Право же, ничто в мысли Чехова не предвещало, что типы ха­рактеров идут от натуры актера. Во всяком случае, это требо­вало комментария. Сам Чехов, однако, уверен, что всего лишь повторил уже сказанное «другими словами». По-видимому, это для него вещь сама собой разумеющаяся. Но если так, со­гласно его логике, роль, чуть не как у классицистов, со­ставляется из двух больших частей, типа и его индивидуаль­ной вариации, но только части эти происходят из разных источников. Индиви­дуальный характер всякий раз для актера нов, потому что сочи­няется драматургом, а вот тип роли да­ется завершенному образу «натурой актера», то есть его «внутренними и внешними актер­скими данными». Стало быть, в своем воображении (Чехов предпо­читал говорить – в фантазии) актер должен воссоздать харак­тер, данный пьесой, и именно его начать приспосабливать к себе-типу.

Оказывается, Чехов, во-первых, подменил типовое в амп­луа актера его, актера, человеческим типом, то есть, другими сло­вами, по-своему интерпретировал и «приспособил» не­преложное желание Станиславского использовать человеческие свойства ак­тера. Во-вторых, этот новый элемент актерской «половины» сценического образа сам по себе оказался тесно сращен с заве­домо вне актера существующим характером.
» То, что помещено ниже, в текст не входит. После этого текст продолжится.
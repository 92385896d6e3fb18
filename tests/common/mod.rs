//! Shared test infrastructure for integration tests.
//!
//! Each fixture builds a throwaway installation root whose `bin/snort` is a
//! shell script, so scenarios run without a real traffic inspector.

use serde::Deserialize;
use std::fs;
use std::path::{Path, PathBuf};
use std::process::Command;
use tempfile::TempDir;

/// Stand-in subject: prints its argv, then sleeps or exits as told.
const FAKE_SUBJECT: &str = r#"#!/bin/sh
for arg in "$@"; do
    echo "arg: $arg"
done
if [ -n "$SUBJECT_SLEEP" ]; then
    sleep "$SUBJECT_SLEEP"
fi
exit "${SUBJECT_EXIT:-0}"
"#;

/// Subset of the JSON run report the tests look at.
#[derive(Debug, Deserialize)]
pub struct Report {
    pub schema_version: u32,
    pub summary: Summary,
    pub entries: Vec<Entry>,
}

#[derive(Debug, Deserialize)]
pub struct Summary {
    pub total: usize,
    pub passed: usize,
    pub failed: usize,
    pub skipped: usize,
}

#[derive(Debug, Deserialize)]
pub struct Entry {
    pub name: String,
    pub status: String,
    #[serde(default)]
    pub diagnostic: Option<String>,
    #[serde(default)]
    pub reason: Option<String>,
}

/// Result of one `sh3` invocation.
#[derive(Debug)]
pub struct RunOutput {
    pub code: Option<i32>,
    pub stderr: String,
}

pub struct TestFixture {
    dir: TempDir,
}

impl TestFixture {
    pub fn new() -> anyhow::Result<Self> {
        let dir = TempDir::new()?;
        let root = dir.path();
        for name in ["bin", "lib", "include"] {
            fs::create_dir_all(root.join("install").join(name))?;
        }
        let subject = root.join("install/bin/snort");
        fs::write(&subject, FAKE_SUBJECT)?;
        make_executable(&subject)?;
        fs::create_dir_all(root.join("build/debug"))?;
        fs::write(root.join("build/debug/inspector.so"), b"plugin")?;
        fs::create_dir_all(root.join("scenarios"))?;
        fs::create_dir_all(root.join("sandboxes"))?;
        fs::create_dir_all(root.join("xdg"))?;
        fs::write(
            root.join("sh3.json"),
            serde_json::to_vec_pretty(&serde_json::json!({
                "schema_version": 1,
                "install_root": root.join("install"),
                "build_dir": root.join("build"),
                "artifact_name": "inspector.so",
                "sandbox_parent": root.join("sandboxes"),
            }))?,
        )?;
        Ok(Self { dir })
    }

    pub fn root(&self) -> &Path {
        self.dir.path()
    }

    pub fn scenarios(&self) -> PathBuf {
        self.root().join("scenarios")
    }

    pub fn report_path(&self) -> PathBuf {
        self.root().join("out/report.json")
    }

    /// Write `<name>.script` into the scenario directory.
    pub fn scenario(&self, name: &str, body: &str) -> anyhow::Result<PathBuf> {
        let path = self.scenarios().join(format!("{name}.script"));
        fs::write(&path, body)?;
        Ok(path)
    }

    /// Run `sh3` with the fixture config plus `extra` arguments.
    pub fn run(&self, extra: &[&str]) -> anyhow::Result<RunOutput> {
        let output = Command::new(env!("CARGO_BIN_EXE_sh3"))
            .arg("--config")
            .arg(self.root().join("sh3.json"))
            .args(extra)
            .current_dir(self.root())
            .env("XDG_CONFIG_HOME", self.root().join("xdg"))
            .env_remove("SH3_LOG")
            .output()?;
        Ok(RunOutput {
            code: output.status.code(),
            stderr: String::from_utf8_lossy(&output.stderr).to_string(),
        })
    }

    /// Run every scenario in the fixture directory.
    pub fn run_all(&self, extra: &[&str]) -> anyhow::Result<RunOutput> {
        let scenarios = self.scenarios();
        let scenarios = scenarios.to_string_lossy().to_string();
        let mut args = extra.to_vec();
        args.push(&scenarios);
        self.run(&args)
    }

    pub fn read_report(&self) -> anyhow::Result<Report> {
        let text = fs::read_to_string(self.report_path())?;
        Ok(serde_json::from_str(&text)?)
    }

    pub fn leftover_sandboxes(&self) -> anyhow::Result<usize> {
        Ok(fs::read_dir(self.root().join("sandboxes"))?.count())
    }
}

#[cfg(unix)]
fn make_executable(path: &Path) -> anyhow::Result<()> {
    use std::os::unix::fs::PermissionsExt;
    fs::set_permissions(path, fs::Permissions::from_mode(0o755))?;
    Ok(())
}

#[cfg(not(unix))]
fn make_executable(_path: &Path) -> anyhow::Result<()> {
    Ok(())
}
Система сценического образа снова мутировала, но и этот ее оригинальный вариант не подтвердил – утвердил! - закономерно­сти эволюции театрального образа и тенденции развития его структуры.

Как и все сценические и шире - театральные системы, соз­данные в первой трети – середине ХХ века, чеховская, ос­таваясь «именной», могла в течение века разворачиваться и разворачива­лась разными своими сторонами, независимо от того, понимали мы это или нет, могли правильно указать ис­точник или путали фами­лии основоположников.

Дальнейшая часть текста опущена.